Egypt Put This Man In Jail For The Crime Of Writing A Novel

Despite artists and writers being protected under its constitution, the truth about fiction in Egypt is that it can now be reason enough to be placed behind bars.

Ahmed Naji was optimistic when he arrived in court on February 20. He was convinced that Egypt’s constitution would protect him. No one goes to prison for writing a novel, he thought.

Friends told him to stay in Paris to avoid arrest, but he was determined to fight the charge and arrived at the courthouse with his younger brother Mohamed, some friends, and his defense lawyers.

When Ahmed was a boy, he pretended to be 007 and imagined he had a helicopter that would pick him up to take him to school, his younger brother Mohamed said during an interview with BuzzFeed News. “You could be talking with him and or something in a meeting and he would be like this…” Mohamed drifts off, mimicking someone whose head is off in the clouds. “His imagination is ... his life — everything.”

Ahmed comes from a family of doctors and dentists. The oldest of five, he was the only one of his siblings to diverge from that path. He made his way from Mansoura to Cairo, studying journalism against his parents wishes, and working his way up in Cairo’s literary scene.

In 2014, he published a novel called The Use of Life, which receive critical acclaim for its blend of fantastical elements and gritty look at life in modern-day Cairo. Published in Lebanon, the novel had to pass state censors’ critical eye. It was approved and is still for sale in Cairo, but when an excerpt was published in Akhbar al-Adab, a state-owned weekly literary review, one reader decided to press charges.

“When we heard about it, we laughed,” Mohamed said. The reader, Hani Saleh Tawfik, claimed that some scenes from the novel depicting sex and smoking hash had made him sick — he experienced heart palpitations and a drop in blood pressure. Prosecutors determined that Naji’s excerpt was a violation of public morals and decided to pursue criminal charges under Article 178 of the Penal Code.

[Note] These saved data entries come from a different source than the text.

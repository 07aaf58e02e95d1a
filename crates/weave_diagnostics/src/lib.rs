//! Diagnostic creation, severity management, filtering and rendering.
//!
//! This crate provides structured [`Diagnostic`] messages with severity levels
//! and codes. The thread-safe [`DiagnosticSink`] accumulates diagnostics during
//! hierarchy resolution, filters them through a [`DiagnosticPolicy`], and
//! mirrors every retained diagnostic as a `tracing` event. [`TerminalRenderer`]
//! formats them for the user.

#![warn(missing_docs)]

pub mod code;
pub mod diagnostic;
pub mod policy;
pub mod renderer;
pub mod severity;
pub mod sink;

pub use code::{Category, DiagnosticCode, ParseCodeError};
pub use diagnostic::Diagnostic;
pub use policy::DiagnosticPolicy;
pub use renderer::{DiagnosticRenderer, TerminalRenderer};
pub use severity::Severity;
pub use sink::DiagnosticSink;
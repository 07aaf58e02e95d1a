//! Opaque handle type for database objects.

use crate::arena::ArenaId;
use serde::{Deserialize, Serialize};
use std::fmt;

/// Opaque, copyable handle to an object in a [`Database`](crate::Database).
///
/// A handle is only valid for the database that issued it, and only until that
/// database is cleared. The human-readable `<type>::<scope>` id string is kept
/// on the object itself.
#[derive(Clone, Copy, PartialEq, Eq, PartialOrd, Ord, Hash, Debug, Serialize, Deserialize)]
pub struct ObjectId(u32);

impl ObjectId {
    /// Creates a handle from a raw `u32` index.
    pub fn from_raw(index: u32) -> Self {
        Self(index)
    }

    /// Returns the raw `u32` index.
    pub fn as_raw(self) -> u32 {
        self.0
    }
}

impl ArenaId for ObjectId {
    fn from_raw(index: u32) -> Self {
        Self(index)
    }

    fn as_raw(self) -> u32 {
        self.0
    }
}

impl fmt::Display for ObjectId {
    fn fmt(&self, f: &mut fmt::Formatter<'_>) -> fmt::Result {
        write!(f, "#{}", self.0)
    }
}
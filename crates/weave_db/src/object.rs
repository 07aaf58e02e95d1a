//! The common object envelope: type tag, id string and attribute map.
//!
//! Every persistent record (module, instance, port, …) is stored as an
//! [`Object`] whose [`ObjectData`] holds the typed payload. The envelope's
//! attribute map is what the generic `attr_set`/`attr_get` API works on.

use indexmap::IndexMap;
use serde::{Deserialize, Serialize};
use std::fmt;
use weave_common::Ident;

use crate::decl::{CodeSection, Declaration};
use crate::ids::ObjectId;
use crate::module::{Instance, Module};
use crate::net::Net;
use crate::param::{Adjustment, Parameter};
use crate::port::{Pin, Port};
use crate::regfile::{Regfile, RegfileEntry, RegfileReg};

/// The type tag of an object.
#[derive(Clone, Copy, PartialEq, Eq, Hash, Debug, Serialize, Deserialize)]
pub enum ObjectKind {
    /// A module-level port.
    Port,
    /// An instance-level pin.
    Pin,
    /// A module-level parameter.
    Parameter,
    /// An instance-level parameter override.
    Adjustment,
    /// A module-internal signal declaration.
    Declaration,
    /// A verbatim code section inside a module.
    Code,
    /// A module.
    Module,
    /// A placement of a module.
    Instance,
    /// A named group of connected ports, pins and declarations.
    Net,
    /// A register file attached to a module.
    Regfile,
    /// An entry of a register file.
    RegfileEntry,
    /// A register inside a register-file entry.
    RegfileReg,
}

impl ObjectKind {
    /// Returns the name used as the id prefix and as the `type` attribute.
    pub fn name(self) -> &'static str {
        match self {
            ObjectKind::Port => "port",
            ObjectKind::Pin => "pin",
            ObjectKind::Parameter => "parameter",
            ObjectKind::Adjustment => "adjustment",
            ObjectKind::Declaration => "declaration",
            ObjectKind::Code => "codesection",
            ObjectKind::Module => "module",
            ObjectKind::Instance => "instance",
            ObjectKind::Net => "net",
            ObjectKind::Regfile => "regfile",
            ObjectKind::RegfileEntry => "regfile-entry",
            ObjectKind::RegfileReg => "regfile-reg",
        }
    }

    /// Builds the `<type>::<scope>` id string for an object of this kind.
    pub fn object_id(self, scope: &str) -> String {
        format!("{}::{scope}", self.name())
    }
}

impl fmt::Display for ObjectKind {
    fn fmt(&self, f: &mut fmt::Formatter<'_>) -> fmt::Result {
        f.write_str(self.name())
    }
}

/// One attribute value. Constant attributes can never be overwritten.
#[derive(Clone, Copy, PartialEq, Eq, Debug)]
pub struct Attribute {
    /// The interned value.
    pub value: Ident,
    /// Whether the attribute is write-protected.
    pub constant: bool,
}

/// The typed payload of an object.
#[derive(Debug, Clone)]
pub enum ObjectData {
    /// See [`Port`].
    Port(Port),
    /// See [`Pin`].
    Pin(Pin),
    /// See [`Parameter`].
    Parameter(Parameter),
    /// See [`Adjustment`].
    Adjustment(Adjustment),
    /// See [`Declaration`].
    Declaration(Declaration),
    /// See [`CodeSection`].
    Code(CodeSection),
    /// See [`Module`].
    Module(Module),
    /// See [`Instance`].
    Instance(Instance),
    /// See [`Net`].
    Net(Net),
    /// See [`Regfile`].
    Regfile(Regfile),
    /// See [`RegfileEntry`].
    RegfileEntry(RegfileEntry),
    /// See [`RegfileReg`].
    RegfileReg(RegfileReg),
}

impl ObjectData {
    /// Returns the type tag matching this payload.
    pub fn kind(&self) -> ObjectKind {
        match self {
            ObjectData::Port(_) => ObjectKind::Port,
            ObjectData::Pin(_) => ObjectKind::Pin,
            ObjectData::Parameter(_) => ObjectKind::Parameter,
            ObjectData::Adjustment(_) => ObjectKind::Adjustment,
            ObjectData::Declaration(_) => ObjectKind::Declaration,
            ObjectData::Code(_) => ObjectKind::Code,
            ObjectData::Module(_) => ObjectKind::Module,
            ObjectData::Instance(_) => ObjectKind::Instance,
            ObjectData::Net(_) => ObjectKind::Net,
            ObjectData::Regfile(_) => ObjectKind::Regfile,
            ObjectData::RegfileEntry(_) => ObjectKind::RegfileEntry,
            ObjectData::RegfileReg(_) => ObjectKind::RegfileReg,
        }
    }
}

/// A stored object: handle, id, attributes and payload.
#[derive(Debug, Clone)]
pub struct Object {
    /// The arena handle of this object.
    pub handle: ObjectId,
    /// The interned `<type>::<scope>` id.
    pub id: Ident,
    /// The attribute map, in insertion order.
    pub(crate) attributes: IndexMap<Ident, Attribute>,
    /// The typed payload.
    pub data: ObjectData,
}

impl Object {
    pub(crate) fn new(handle: ObjectId, id: Ident, data: ObjectData) -> Self {
        Self {
            handle,
            id,
            attributes: IndexMap::new(),
            data,
        }
    }

    /// Returns the type tag of this object.
    pub fn kind(&self) -> ObjectKind {
        self.data.kind()
    }

    /// Returns the attribute stored under `name`, if any.
    pub fn attribute(&self, name: Ident) -> Option<&Attribute> {
        self.attributes.get(&name)
    }

    /// Iterates over `(name, attribute)` pairs in insertion order.
    pub fn attributes(&self) -> impl Iterator<Item = (Ident, &Attribute)> {
        self.attributes.iter().map(|(k, v)| (*k, v))
    }

    /// Returns the net this object belongs to, for ports, pins and declarations.
    pub fn net(&self) -> Option<ObjectId> {
        match &self.data {
            ObjectData::Port(p) => p.net,
            ObjectData::Pin(p) => p.net,
            ObjectData::Declaration(d) => d.net,
            _ => None,
        }
    }

    /// Returns the object's own (unscoped) name.
    pub fn name(&self) -> Ident {
        match &self.data {
            ObjectData::Port(p) => p.name,
            ObjectData::Pin(p) => p.name,
            ObjectData::Parameter(p) => p.name,
            ObjectData::Adjustment(a) => a.name,
            ObjectData::Declaration(d) => d.name,
            ObjectData::Code(c) => c.name,
            ObjectData::Module(m) => m.name,
            ObjectData::Instance(i) => i.name,
            ObjectData::Net(n) => n.name,
            ObjectData::Regfile(r) => r.name,
            ObjectData::RegfileEntry(e) => e.name,
            ObjectData::RegfileReg(r) => r.name,
        }
    }
}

Naji’s optimism was not without reason. Article 65 of the Egyptian Constitution protects freedom of expression and Article 67 specifically forbids jailing artists and writers for publishing their works. His lawyers argued that the case was in violation of the Constitution, and in the initial trial they won with a strong statement from the judge supporting free speech. But the case was overturned on appeal.

“We never expected that he would be taken from us like that,” Mohamed says when talking about the day of Ahmed’s arrest. They had arrived at 9 am for the appeal, but waited in court for hours without any word from the judge. As the day wore on, Mohamed became more worried. Eventually someone appeared and called Ahmed into a separate room, and the group was informed that a verdict had already been decided — Ahmed had been given the maximum sentence and was already on his way to prison. They wouldn’t see Ahmed again until he was behind bars.

On Monday, Ahmed was awarded the PEN/Barbey Freedom to Write Award. “Ahmed’s imagination is his perpetual game. He is not present at this event because of what his imagination depicted, unfortunately,” Mohamed said in the acceptance speech he delivered in Ahmed’s place.

Since Egyptian President Abdel Fatah el-Sisi came to power in 2013, Egypt has imprisoned a record number of journalists according to a recent report from the Committee to Protect Journalists. But imprisoning a novelist speaks to a more Orwellian approach to social control.

“They are afraid of writing and they are afraid of the future” Abdelrahman Mansour said. Mansour founded one of the prominent Facebook pages that helped demonstrators organize during the 2011 revolution and is a friend of Ahmed’s. He told BuzzFeed News that the Egyptian government is targeting all creative types. “They are fighting with any individual who is having very good work in their field — in art, in novels, in writing and photography”.

For Mansour, who fled Egypt fearing persecution for his political beliefs and now lives in New York, the revolution survives in people’s homes and among the younger generation. He describes an underground community of artists and writers who are “critiquing the old ethics... talking about the new Egypt”. They are trying to articulate a vision of a “different Egyptian human”, he says.

But he wants to take Ahmed’s case to the public. “We have put pressure on the Egyptian regime to release Ahmed, and we have to do it in a very public way,” he said. When asked what he thinks the U.S. can do about his brother’s imprisonment, he hesitated to give specifics beyond the White House issuing a statement and he floated the idea of a public event showcasing Ahmed’s writing.

His brother puts on a brave face when their mother visits, Mohamed said, but his former optimism has seeped away in isolation. Despite this, he rejected a plan to campaign for a pardon from President Sisi. “He wants to get out because this law that is unjust has been changed,” explained Katy Glenn Bass, Deputy Director for Freedom Expression Programs at PEN, who has been managing Ahmed’s case. “He wants to do it in the right way, the way that helps everyone, and not just himself”.

“He is such a good person, that is the only thing I can think about,” Mohamed said when asked what the public should know about his brother. “We want him free as soon as possible, of course. It’s such a funny and a sad case that he is put in jail because of his imagination.”